WHAT TO PRODUCE => Retype all of the lines below with no changes.

****************************************

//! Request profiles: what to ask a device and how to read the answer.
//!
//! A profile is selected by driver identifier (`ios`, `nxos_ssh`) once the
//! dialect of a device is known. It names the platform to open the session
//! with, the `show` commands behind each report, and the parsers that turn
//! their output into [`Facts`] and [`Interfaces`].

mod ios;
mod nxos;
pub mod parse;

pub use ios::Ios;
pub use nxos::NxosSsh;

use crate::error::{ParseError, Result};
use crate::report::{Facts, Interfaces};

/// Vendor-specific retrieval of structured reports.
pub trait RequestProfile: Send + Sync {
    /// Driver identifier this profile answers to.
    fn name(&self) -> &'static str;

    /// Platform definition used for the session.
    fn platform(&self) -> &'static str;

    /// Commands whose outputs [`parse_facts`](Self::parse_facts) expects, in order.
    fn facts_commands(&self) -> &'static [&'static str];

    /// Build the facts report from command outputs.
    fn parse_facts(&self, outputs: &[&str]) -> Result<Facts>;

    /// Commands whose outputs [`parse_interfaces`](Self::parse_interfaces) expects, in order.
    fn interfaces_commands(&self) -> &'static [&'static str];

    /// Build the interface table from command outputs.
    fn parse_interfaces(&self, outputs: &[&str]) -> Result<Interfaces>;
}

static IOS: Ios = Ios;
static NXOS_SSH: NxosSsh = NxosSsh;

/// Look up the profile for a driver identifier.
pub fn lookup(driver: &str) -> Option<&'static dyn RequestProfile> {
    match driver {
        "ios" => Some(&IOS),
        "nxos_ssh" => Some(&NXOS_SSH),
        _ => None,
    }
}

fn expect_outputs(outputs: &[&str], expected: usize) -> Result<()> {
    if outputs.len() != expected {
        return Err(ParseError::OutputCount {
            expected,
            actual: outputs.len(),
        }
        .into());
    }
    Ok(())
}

****************************************

YOUR SOLUTION =>
//! Request profiles: what to ask a device and how to read the answer.
//!
//! A profile is selected by driver identifier (`ios`, `nxos_ssh`) once the
//! dialect of a device is known. It names the platform to open the session
//! with, the `show` commands behind each report, and the parsers that turn
//! their output into [`Facts`] and [`Interfaces`].

mod ios;
mod nxos;
pub mod parse;

pub use ios::Ios;
pub use nxos::NxosSsh;

use crate::error::{ParseError, Result};
use crate::report::{Facts, Interfaces};

/// Vendor-specific retrieval of structured reports.
pub trait RequestProfile: Send + Sync {
    /// Driver identifier this profile answers to.
    fn name(&self) -> &'static str;

    /// Platform definition used for the session.
    fn platform(&self) -> &'static str;

    /// Commands whose outputs [`parse_facts`](Self::parse_facts) expects, in order.
    fn facts_commands(&self) -> &'static [&'static str];

    /// Build the facts report from command outputs.
    fn parse_facts(&self, outputs: &[&str]) -> Result<Facts>;

    /// Commands whose outputs [`parse_interfaces`](Self::parse_interfaces) expects, in order.
    fn interfaces_commands(&self) -> &'static [&'static str];

    /// Build the interface table from command outputs.
    fn parse_interfaces(&self, outputs: &[&str]) -> Result<Interfaces>;
}

static IOS: Ios = Ios;
static NXOS_SSH: NxosSsh = NxosSsh;

/// Look up the profile for a driver identifier.
pub fn lookup(driver: &str) -> Option<&'static dyn RequestProfile> {
    match driver {
        "ios" => Some(&IOS),
        "nxos_ssh" => Some(&NXOS_SSH),
        _ => None,
    }
}

fn expect_outputs(outputs: &[&str], expected: usize) -> Result<()> {
    if outputs.len() != expected {
        return Err(ParseError::OutputCount {
            expected,
            actual: outputs.len(),
        }
        .into());
    }
    Ok(())
}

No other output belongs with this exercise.